A
female
age
30-35,
anonymous
writes: I have been on this site for years,I sometimes come in as a person who needs advise or sometimes to give one..but recently I have been noticing quite a change in the attitude of some agony aunts,down right mean and cruel,I think you need to remember your dealing with a person who is emotionally broken,depressed and is seeking for advise!be kind,be nice try to put in ur words in a polite manner so that they understand!some of aunts seem to act like they know everything,don't be soo harsh!I think the next time other posters should be blunt and tell them what they think so before passing harsh comments you know how it feels like to be in their shoes!if you don't like a question,u think its fake,distasteful don't answer them,this is a fantastic site and I'm sure someone else will!so please I request you'l to be polite!thank you!

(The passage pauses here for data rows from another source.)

use std::sync::Arc;

use crate::core::errors::Result;
use crate::core::models::key::Key;
use crate::core::models::key_details::KeyDetails;
use crate::core::models::operation_result::OperationResult;
use crate::core::services::crypto_operations::CryptoOperations;
use crate::core::services::key_registry::KeyRegistry;
use crate::core::services::key_resolver::KeyResolver;
use crate::core::traits::backend::CryptoBackend;
use crate::core::traits::key_details_loader::KeyDetailsLoader;

/// Caller-facing surface: key discovery, selection and text encryption
/// over one backend.
pub struct PgpService<B: CryptoBackend, L: KeyDetailsLoader> {
    registry: KeyRegistry<B, L>,
    operations: CryptoOperations<B>,
}

impl<B: CryptoBackend, L: KeyDetailsLoader> PgpService<B, L> {
    /// Build the service and load every key on the host. Blocks until the
    /// backend has finished listing.
    pub fn new(backend: B, loader: L) -> Self {
        let backend = Arc::new(backend);
        Self {
            operations: CryptoOperations::new(Arc::clone(&backend)),
            registry: KeyRegistry::new(backend, loader),
        }
    }

    pub fn registry(&self) -> &KeyRegistry<B, L> {
        &self.registry
    }

    pub fn list_keys(&self, pattern: &str) -> Vec<Key> {
        self.registry.list_keys(pattern)
    }

    pub fn list_secret_keys(&self, pattern: &str) -> Result<Vec<Key>> {
        self.registry.list_secret_keys(pattern)
    }

    pub fn load_keys(&mut self, pattern: &str) -> Result<usize> {
        self.registry.load_keys(pattern)
    }

    pub fn keys(&self) -> &[KeyDetails] {
        self.registry.keys()
    }

    pub fn num_keys(&self) -> usize {
        self.registry.num_keys()
    }

    pub fn is_preferred_key(&self, details: &KeyDetails, mail_address: &str) -> bool {
        KeyResolver::is_preferred_key(details, mail_address)
    }

    pub fn selected_key_index(&self) -> Option<usize> {
        self.registry.selected_key_index()
    }

    pub fn set_selected_key_index(&mut self, index: usize) -> Result<()> {
        self.registry.set_selected_key_index(index)
    }

    pub fn selected_key(&self) -> Option<&KeyDetails> {
        self.registry.selected_key()
    }

    pub fn decrypt(&self, input: &str, fingerprint: &str) -> OperationResult {
        self.operations.decrypt(input, fingerprint)
    }

    pub fn encrypt(
        &self,
        input: &str,
        fingerprint: &str,
        recipient_mail: &str,
        symmetric: bool,
    ) -> OperationResult {
        self.operations
            .encrypt(input, fingerprint, recipient_mail, symmetric)
    }
}
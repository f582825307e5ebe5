use colored::Colorize;

use pgpmate::adapters::loaders::uid_loader::UidKeyDetailsLoader;
use pgpmate::config::app_config::AppConfig;
use pgpmate::core::models::key::Key;
use pgpmate::core::services::key_resolver::KeyResolver;
use pgpmate::core::traits::key_details_loader::KeyDetailsLoader;
use pgpmate::{KeyDetails, Result};

use crate::cli::context;
use crate::cli::output;

/// Execute the `pgpmate keys` command.
///
/// Lists the keys matching `pattern` in backend order. Each key is numbered
/// by its position among all keys on the host, which is the number
/// `--key-index` takes. With `mail`, keys preferred for that address are
/// marked.
pub fn execute(
    config: &AppConfig,
    pattern: Option<&str>,
    mail: Option<&str>,
    secret: bool,
    json: bool,
) -> Result<()> {
    let service = context::build_service(config)?;
    let pattern = pattern.unwrap_or("");

    let keys: Vec<KeyDetails> = if secret {
        load_details(&service.list_secret_keys(pattern)?)
    } else if pattern.is_empty() {
        service.keys().to_vec()
    } else {
        load_details(&service.registry().try_list_keys(pattern)?)
    };

    if json {
        let rendered = serde_json::to_string_pretty(&keys).map_err(std::io::Error::other)?;
        println!("{rendered}");
        return Ok(());
    }

    if keys.is_empty() {
        match service.registry().last_load_error() {
            Some(err) if pattern.is_empty() && !secret => output::warning(&err.to_string()),
            _ => output::warning(&format!("No keys found matching '{pattern}'.")),
        }
        return Ok(());
    }

    let preferred: Vec<&str> = mail
        .map(|m| {
            KeyResolver::preferred_keys(&keys, m)
                .map(KeyDetails::fingerprint)
                .collect()
        })
        .unwrap_or_default();

    output::header(&format!("OpenPGP keys ({})", keys.len()));
    for details in &keys {
        let index = service
            .keys()
            .iter()
            .position(|d| d.fingerprint() == details.fingerprint());
        let marked = mail.map(|_| preferred.contains(&details.fingerprint()));
        print_key(index, details, marked);
    }

    Ok(())
}

fn load_details(keys: &[Key]) -> Vec<KeyDetails> {
    keys.iter().map(|k| UidKeyDetailsLoader.load(k)).collect()
}

/// Short algorithm label in GnuPG's style, such as `rsa3072`.
fn algorithm_label(details: &KeyDetails) -> Option<String> {
    let name = match details.algorithm()? {
        1..=3 => "rsa",
        16 | 20 => "elg",
        17 => "dsa",
        18 => "ecdh",
        19 => "ecdsa",
        22 => "eddsa",
        _ => "unknown",
    };
    Some(match details.length() {
        Some(bits) => format!("{name}{bits}"),
        None => name.to_string(),
    })
}

fn print_key(index: Option<usize>, details: &KeyDetails, preferred: Option<bool>) {
    let marker = match preferred {
        Some(true) => format!(" {}", "★ preferred".green()),
        _ => String::new(),
    };
    // Keys missing from the host-wide list cannot be picked by index.
    let index = index.map_or_else(|| "-".to_string(), |i| i.to_string());
    println!("  [{index}] {}{marker}", details.fingerprint().cyan());

    let mut facts = vec![format!(
        "created {}",
        details
            .created()
            .map(|c| c.format("%Y-%m-%d").to_string())
            .unwrap_or_else(|| "unknown".into())
    )];
    if let Some(expires) = details.expires() {
        facts.push(format!("expires {}", expires.format("%Y-%m-%d")));
    }
    if let Some(label) = algorithm_label(details) {
        facts.push(label);
    }
    facts.push(format!("validity {:?}", details.validity()));
    if details.has_secret() {
        facts.push("secret".into());
    }
    println!("      {}", facts.join(", "));

    for uid in details.user_ids() {
        println!("      {uid}");
    }
}
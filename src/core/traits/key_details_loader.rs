use crate::core::models::key::Key;
use crate::core::models::key_details::KeyDetails;

/// Port that turns one backend key into a client-facing snapshot.
pub trait KeyDetailsLoader: Send + Sync {
    fn load(&self, key: &Key) -> KeyDetails;
}
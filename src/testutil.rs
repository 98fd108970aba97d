//! Shared fixtures for unit tests.

use crate::domain::{
  Activity, ActivityKind, CandidatePool, Course, Lesson, ProgressRecord, QuestionRef, Unit, UnitChild,
};

pub fn activity(id: &str, kind: ActivityKind) -> Activity {
  Activity::new(id, kind, 0)
}

/// A single unit holding one lesson with `activities`.
pub fn course_of(activities: Vec<Activity>) -> Course {
  Course {
    id: "course".into(),
    units: vec![Unit {
      id: "unit".into(),
      children: vec![UnitChild::Lesson(Lesson { id: "lesson".into(), activities })],
    }],
    challenges: vec![],
  }
}

/// Two units with unit-level assessments and one course challenge.
/// Traversal: v1 a1 e1 q1 v2 e2 t1 cc1.
pub fn sample_course() -> Course {
  Course {
    id: "algebra".into(),
    units: vec![
      Unit {
        id: "u1".into(),
        children: vec![
          UnitChild::Lesson(Lesson {
            id: "l1".into(),
            activities: vec![
              Activity::new("v1", ActivityKind::Video, 1),
              Activity::new("a1", ActivityKind::Article, 2),
              Activity::new("e1", ActivityKind::Exercise, 3),
            ],
          }),
          UnitChild::Assessment(Activity::new("q1", ActivityKind::Quiz, 4)),
        ],
      },
      Unit {
        id: "u2".into(),
        children: vec![
          UnitChild::Lesson(Lesson {
            id: "l2".into(),
            activities: vec![
              Activity::new("v2", ActivityKind::Video, 1),
              Activity::new("e2", ActivityKind::Exercise, 2),
            ],
          }),
          UnitChild::Assessment(Activity::new("t1", ActivityKind::UnitTest, 3)),
        ],
      },
    ],
    challenges: vec![Activity::new("cc1", ActivityKind::CourseChallenge, 1)],
  }
}

pub fn completed() -> ProgressRecord {
  ProgressRecord { completed: true, score: None, proficiency: None }
}

pub fn scored(score: f64) -> ProgressRecord {
  ProgressRecord { completed: false, score: Some(score), proficiency: None }
}

pub fn question(id: &str) -> QuestionRef {
  QuestionRef { id: id.into(), title: format!("Question {id}"), payload: serde_json::json!({ "ref": id }) }
}

pub fn pool_of(ids: &[&str]) -> CandidatePool {
  ids.iter().map(|id| question(id)).collect()
}

/// QTI 3 test with one shuffled "pick 3 of 6" section.
pub const SHUFFLED_PICK_THREE: &str = r#"<?xml version="1.0" encoding="UTF-8"?>
<qti-assessment-test identifier="unit-test-1" title="Unit test">
  <qti-test-part identifier="part-1" navigation-mode="linear" submission-mode="individual">
    <qti-assessment-section identifier="sec-a" title="Section A" visible="true">
      <qti-ordering shuffle="true"/>
      <qti-selection select="3"/>
      <qti-assessment-item-ref identifier="a" href="items/a.xml"/>
      <qti-assessment-item-ref identifier="b" href="items/b.xml"/>
      <qti-assessment-item-ref identifier="c" href="items/c.xml"/>
      <qti-assessment-item-ref identifier="d" href="items/d.xml"/>
      <qti-assessment-item-ref identifier="e" href="items/e.xml"/>
      <qti-assessment-item-ref identifier="f" href="items/f.xml"/>
    </qti-assessment-section>
  </qti-test-part>
</qti-assessment-test>
"#;
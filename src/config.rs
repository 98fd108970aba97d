//! Loading engine configuration (gating + selection policy) from TOML.
//!
//! Expected schema (every key optional):
//!
//! ```toml
//! [gating]
//! locking_enabled = true
//! proficiency_threshold = 80.0
//!
//! [selection]
//! allow_pass_through = true
//! ```

use std::path::Path;

use serde::Deserialize;
use tracing::{error, info};

use crate::error::ConfigError;
use crate::gating::PROFICIENCY_THRESHOLD;

pub const CONFIG_PATH_ENV: &str = "COURSEWARE_CONFIG_PATH";

#[derive(Clone, Debug, Deserialize, Default, PartialEq)]
pub struct EngineConfig {
  #[serde(default)]
  pub gating: GatingConfig,
  #[serde(default)]
  pub selection: SelectionConfig,
}

#[derive(Clone, Debug, Deserialize, PartialEq)]
pub struct GatingConfig {
  #[serde(default = "default_true")]
  pub locking_enabled: bool,
  #[serde(default = "default_threshold")]
  pub proficiency_threshold: f64,
}

impl Default for GatingConfig {
  fn default() -> Self {
    Self { locking_enabled: true, proficiency_threshold: PROFICIENCY_THRESHOLD }
  }
}

#[derive(Clone, Debug, Deserialize, PartialEq)]
pub struct SelectionConfig {
  /// Serve the whole candidate pool when a document has no sections.
  #[serde(default = "default_true")]
  pub allow_pass_through: bool,
}

impl Default for SelectionConfig {
  fn default() -> Self {
    Self { allow_pass_through: true }
  }
}

fn default_true() -> bool {
  true
}

fn default_threshold() -> f64 {
  PROFICIENCY_THRESHOLD
}

impl EngineConfig {
  pub fn from_toml_str(s: &str, path: &Path) -> Result<Self, ConfigError> {
    toml::from_str::<EngineConfig>(s).map_err(|source| ConfigError::Parse { path: path.to_path_buf(), source })
  }

  pub fn load(path: impl AsRef<Path>) -> Result<Self, ConfigError> {
    let path = path.as_ref();
    let raw = std::fs::read_to_string(path).map_err(|source| ConfigError::Read { path: path.to_path_buf(), source })?;
    Self::from_toml_str(&raw, path)
  }
}

/// Attempt to load `EngineConfig` from COURSEWARE_CONFIG_PATH. On any parsing/IO error, returns None.
pub fn load_engine_config_from_env() -> Option<EngineConfig> {
  let path = std::env::var(CONFIG_PATH_ENV).ok()?;
  match EngineConfig::load(&path) {
    Ok(cfg) => {
      info!(target: "courseware", %path, "Loaded engine config (TOML)");
      Some(cfg)
    }
    Err(e) => {
      error!(target: "courseware", %path, error = %e, "Failed to load engine config; using defaults");
      None
    }
  }
}
//! Progression gating: which activities a learner may open right now.
//!
//! The course is flattened into its traversal order and walked once. Each
//! activity is locked unless the activity before it cleared its gate; the first
//! activity is always open. Missing or malformed progress never unlocks anything.

use tracing::{debug, info, instrument};

use crate::domain::{Activity, Course, LockMap, ProgressRecord, ProgressSnapshot};

/// Minimum score an assessment-kind activity needs to open the next activity.
pub const PROFICIENCY_THRESHOLD: f64 = 80.0;

/// Evaluate locks with the default proficiency threshold.
pub fn evaluate(course: &Course, progress: &ProgressSnapshot, locking_enabled: bool) -> LockMap {
  evaluate_with_threshold(course, progress, locking_enabled, PROFICIENCY_THRESHOLD)
}

#[instrument(level = "debug", skip(course, progress), fields(course = %course.id, progress_len = progress.len()))]
pub fn evaluate_with_threshold(
  course: &Course,
  progress: &ProgressSnapshot,
  locking_enabled: bool,
  threshold: f64,
) -> LockMap {
  let traversal = course.traversal();
  let mut locks = LockMap::new();

  if !locking_enabled {
    for activity in &traversal {
      locks.insert(activity.id.clone(), false);
    }
    info!(target: "gating", course = %course.id, activities = traversal.len(), locked = 0, locking_enabled = false, "Lock map evaluated");
    return locks;
  }

  let mut previous_complete = true;
  for activity in &traversal {
    // Same id at two positions: the later occurrence overwrites the earlier one.
    if let Some(prev) = locks.insert(activity.id.clone(), !previous_complete) {
      debug!(target: "gating", id = %activity.id, previous_lock = prev, lock = !previous_complete, "Duplicate activity occurrence overwrote lock");
    }
    previous_complete = gating_complete(activity, progress.get(&activity.id), threshold);
  }

  let locked = locks.values().filter(|l| **l).count();
  info!(target: "gating", course = %course.id, activities = traversal.len(), locked, locking_enabled = true, "Lock map evaluated");
  locks
}

/// Did this activity clear its gate? Assessments need a numeric score at or
/// above `threshold` (the `completed` flag is ignored); videos and articles need
/// `completed`. No record means no.
pub fn gating_complete(activity: &Activity, record: Option<&ProgressRecord>, threshold: f64) -> bool {
  let Some(record) = record else {
    return false;
  };
  if activity.kind.is_assessment() {
    matches!(record.score, Some(score) if score >= threshold)
  } else {
    record.completed
  }
}
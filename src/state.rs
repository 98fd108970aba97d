//! Engine state: the loaded configuration shared by every request.
//!
//! The engine holds no per-learner data. Courses, progress snapshots,
//! specification documents and candidate pools are passed in per call.

use tracing::{info, instrument};

use crate::config::{load_engine_config_from_env, EngineConfig};

#[derive(Clone, Debug, Default)]
pub struct Engine {
  pub config: EngineConfig,
}

impl Engine {
  /// Build from COURSEWARE_CONFIG_PATH when set, otherwise defaults.
  #[instrument(level = "info", skip_all)]
  pub fn new() -> Self {
    let config = load_engine_config_from_env().unwrap_or_default();
    Self::with_config(config)
  }

  pub fn with_config(config: EngineConfig) -> Self {
    info!(
      target: "courseware",
      locking_enabled = config.gating.locking_enabled,
      proficiency_threshold = config.gating.proficiency_threshold,
      allow_pass_through = config.selection.allow_pass_through,
      "Engine configured"
    );
    Self { config }
  }
}
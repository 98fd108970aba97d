//! Error types for the assessment pipeline and configuration loading.
//!
//! Lock evaluation has no error type: every missing or malformed progress input
//! degrades to "not complete".

use std::path::PathBuf;

/// Fatal failures while building the question list for an attempt.
#[derive(Debug, thiserror::Error)]
pub enum SelectionError {
  /// A shuffled section has nothing to seed its ordering with.
  #[error("section #{section_index} requests shuffle but has no identifier")]
  MissingSectionIdentifier { section_index: usize },

  /// Selected identifiers that the candidate pool cannot resolve.
  #[error("{} selected item(s) missing from candidate pool: {}", .missing.len(), .missing.join(", "))]
  DataIntegrity { missing: Vec<String> },

  /// Sections were parsed but none contributed an item.
  #[error("{section_count} section(s) produced no questions")]
  EmptySelection { section_count: usize },

  /// The document had no sections and the engine is configured to refuse pass-through.
  #[error("specification has no sections and pass-through is disabled")]
  PassThroughDisabled,
}

#[derive(Debug, thiserror::Error)]
pub enum ConfigError {
  #[error("failed to read config {path}: {source}")]
  Read {
    path: PathBuf,
    #[source]
    source: std::io::Error,
  },

  #[error("failed to parse config {path}: {source}")]
  Parse {
    path: PathBuf,
    #[source]
    source: toml::de::Error,
  },
}
//! Window records and z-ordering.

use alloc::string::String;
use alloc::vec::Vec;

use driftwm_abi::{WindowId, WmError};
use driftwm_gfx::PixelBuffer;

/// One window: a content canvas plus frame geometry.
///
/// `x`/`y` are physical-surface coordinates and may go negative or past the
/// surface edge; drawing clips at the pixel level, geometry is never
/// clamped. Content dimensions never fall below 1, and the canvas length
/// always equals `width * height`.
pub struct Window {
    id: WindowId,
    title: String,
    pub x: i32,
    pub y: i32,
    width: i32,
    height: i32,
    drawable: bool,
    canvas: PixelBuffer,
}

impl Window {
    #[inline]
    pub fn id(&self) -> WindowId {
        self.id
    }

    #[inline]
    pub fn title(&self) -> &str {
        &self.title
    }

    #[inline]
    pub fn width(&self) -> i32 {
        self.width
    }

    #[inline]
    pub fn height(&self) -> i32 {
        self.height
    }

    #[inline]
    pub fn is_drawable(&self) -> bool {
        self.drawable
    }

    #[inline]
    pub fn canvas(&self) -> &PixelBuffer {
        &self.canvas
    }
}

/// Dense window arena plus a separate bottom-to-top draw order.
///
/// The slot index doubles as the window id, so "lowest unused id" is simply
/// the first free slot and ids recycle after destruction. The tail of
/// `order` is the focused, topmost window.
pub struct WindowRegistry {
    slots: Vec<Option<Window>>,
    order: Vec<WindowId>,
    focused: Option<WindowId>,
}

impl WindowRegistry {
    pub const fn new() -> Self {
        Self {
            slots: Vec::new(),
            order: Vec::new(),
            focused: None,
        }
    }

    #[inline]
    pub fn focused(&self) -> Option<WindowId> {
        self.focused
    }

    #[inline]
    pub fn len(&self) -> usize {
        self.order.len()
    }

    #[inline]
    pub fn is_empty(&self) -> bool {
        self.order.is_empty()
    }

    /// Windows bottom-to-top.
    pub fn iter_z(&self) -> impl Iterator<Item = &Window> {
        self.order
            .iter()
            .filter_map(|id| self.slots[id.index()].as_ref())
    }

    /// Windows topmost-first.
    pub fn iter_z_rev(&self) -> impl Iterator<Item = &Window> {
        self.order
            .iter()
            .rev()
            .filter_map(|id| self.slots[id.index()].as_ref())
    }

    pub fn get(&self, id: WindowId) -> Option<&Window> {
        self.slots.get(id.index()).and_then(|slot| slot.as_ref())
    }

    fn get_mut(&mut self, id: WindowId) -> Option<&mut Window> {
        self.slots.get_mut(id.index()).and_then(|slot| slot.as_mut())
    }

    /// Create a window at the top of the stack and focus it.
    ///
    /// Dimensions floor at 1. The canvas and title are allocated before any
    /// registry state changes, so allocation failure leaves no partial
    /// window behind.
    pub fn create(
        &mut self,
        title: &str,
        x: i32,
        y: i32,
        width: i32,
        height: i32,
    ) -> Result<WindowId, WmError> {
        let width = width.max(1);
        let height = height.max(1);

        let canvas = PixelBuffer::try_new(width as u32, height as u32)?;
        let mut owned_title = String::new();
        owned_title
            .try_reserve_exact(title.len())
            .map_err(|_| WmError::OutOfMemory)?;
        owned_title.push_str(title);

        self.order.try_reserve(1).map_err(|_| WmError::OutOfMemory)?;
        let slot = match self.slots.iter().position(|slot| slot.is_none()) {
            Some(free) => free,
            None => {
                self.slots.try_reserve(1).map_err(|_| WmError::OutOfMemory)?;
                self.slots.push(None);
                self.slots.len() - 1
            }
        };

        let id = WindowId(slot as u32);
        self.slots[slot] = Some(Window {
            id,
            title: owned_title,
            x,
            y,
            width,
            height,
            drawable: false,
            canvas,
        });
        self.order.push(id);
        self.focused = Some(id);
        Ok(id)
    }

    /// Relink a window to the top of the draw order, preserving the relative
    /// order of everything else. Unknown ids and already-topmost windows are
    /// complete no-ops.
    pub fn focus(&mut self, id: WindowId) -> bool {
        if self.order.last() == Some(&id) {
            return false;
        }
        let Some(pos) = self.order.iter().position(|&w| w == id) else {
            return false;
        };
        self.order.remove(pos);
        self.order.push(id);
        self.focused = Some(id);
        true
    }

    /// Shift a window by a delta; off-surface positions are allowed.
    pub fn move_by(&mut self, id: WindowId, dx: i32, dy: i32) -> bool {
        let Some(window) = self.get_mut(id) else {
            return false;
        };
        window.x += dx;
        window.y += dy;
        true
    }

    /// Grow or shrink the content area by a delta, floored at 1x1.
    ///
    /// The overlapping rectangle of old and new content is preserved;
    /// exposed area reads as zero. Unknown ids are a no-op (`Ok(false)`);
    /// allocation failure leaves the window untouched.
    pub fn resize_by(&mut self, id: WindowId, dx: i32, dy: i32) -> Result<bool, WmError> {
        let Some(window) = self.get_mut(id) else {
            return Ok(false);
        };
        let new_width = (window.width + dx).max(1);
        let new_height = (window.height + dy).max(1);

        let mut canvas = PixelBuffer::try_new(new_width as u32, new_height as u32)?;
        let copy_width = window.width.min(new_width) as usize;
        let copy_height = window.height.min(new_height) as usize;
        {
            let src = window.canvas.as_slice();
            let dst = canvas.as_mut_slice();
            for row in 0..copy_height {
                let src_off = row * window.width as usize;
                let dst_off = row * new_width as usize;
                dst[dst_off..dst_off + copy_width]
                    .copy_from_slice(&src[src_off..src_off + copy_width]);
            }
        }
        window.canvas = canvas;
        window.width = new_width;
        window.height = new_height;
        Ok(true)
    }

    /// Paint one content pixel. No-op unless the window exists, is drawable,
    /// and (x, y) is inside the canvas.
    pub fn plot(&mut self, id: WindowId, x: i32, y: i32, px: u32) -> bool {
        let Some(window) = self.get_mut(id) else {
            return false;
        };
        if !window.drawable {
            return false;
        }
        if x < 0 || y < 0 || x >= window.width || y >= window.height {
            return false;
        }
        window.canvas.put(x, y, px);
        true
    }

    /// Flip content painting on or off. Windows start with painting off.
    pub fn toggle_drawable(&mut self, id: WindowId) -> bool {
        let Some(window) = self.get_mut(id) else {
            return false;
        };
        window.drawable = !window.drawable;
        true
    }

    /// Unlink and drop a window; its id becomes reusable. Focus falls back
    /// to the new topmost window.
    pub fn destroy(&mut self, id: WindowId) -> bool {
        let Some(slot) = self.slots.get_mut(id.index()) else {
            return false;
        };
        if slot.take().is_none() {
            return false;
        }
        self.order.retain(|&w| w != id);
        if self.focused == Some(id) {
            self.focused = self.order.last().copied();
        }
        true
    }
}

impl Default for WindowRegistry {
    fn default() -> Self {
        Self::new()
    }
}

Reply to this Question Share |
Fancy yourself as an agony aunt? Add your answer to this question! A
female
reader, anonymous, writes (17 February 2013): I think it's not that someone here is writing to hurt anyone, it's just some people were hurt by past experiences of their own and when they hear here a similar story they unload their anger at a poster.Also, I personally was insulted several times here by a certain uncle, who didn't like my responses and called me illiterate because I make mistakes in writing as English is not my first language, but fifth:). I also witnessed posters being literally attacked by others if a poster have different from majority believes. A poster might simply ask for opinions and attacks start out of nowhere, and absolutely uncalled for. It is undeniable fact that it takes place. I think we all need to remember that this site is for people who are disturbed at this moment of their lives, some more than others., and try not let personal anger to lead us in giving advices.
A
female
reader, anonymous, writes (17 February 2013): Hi. Thank you for your comments. I have taken them on board. I answer questions at times but generally cherry pick and only answer those I feel qualified to comment on with some useful advice. But I hope I dont rant, be mean or unkind when I am doing it! Im not adverse to constructive criticism nor do I feel I know everything, so I will be extra thoughtful in the future because as you quite rightly point out, many posters are in a fragile state and adding to their unhappiness is the last thing I want to do. I have noticed I sometimes get a little compassion fatigue but when that happens I take a break from the site until I can look at things with fresh eyes again.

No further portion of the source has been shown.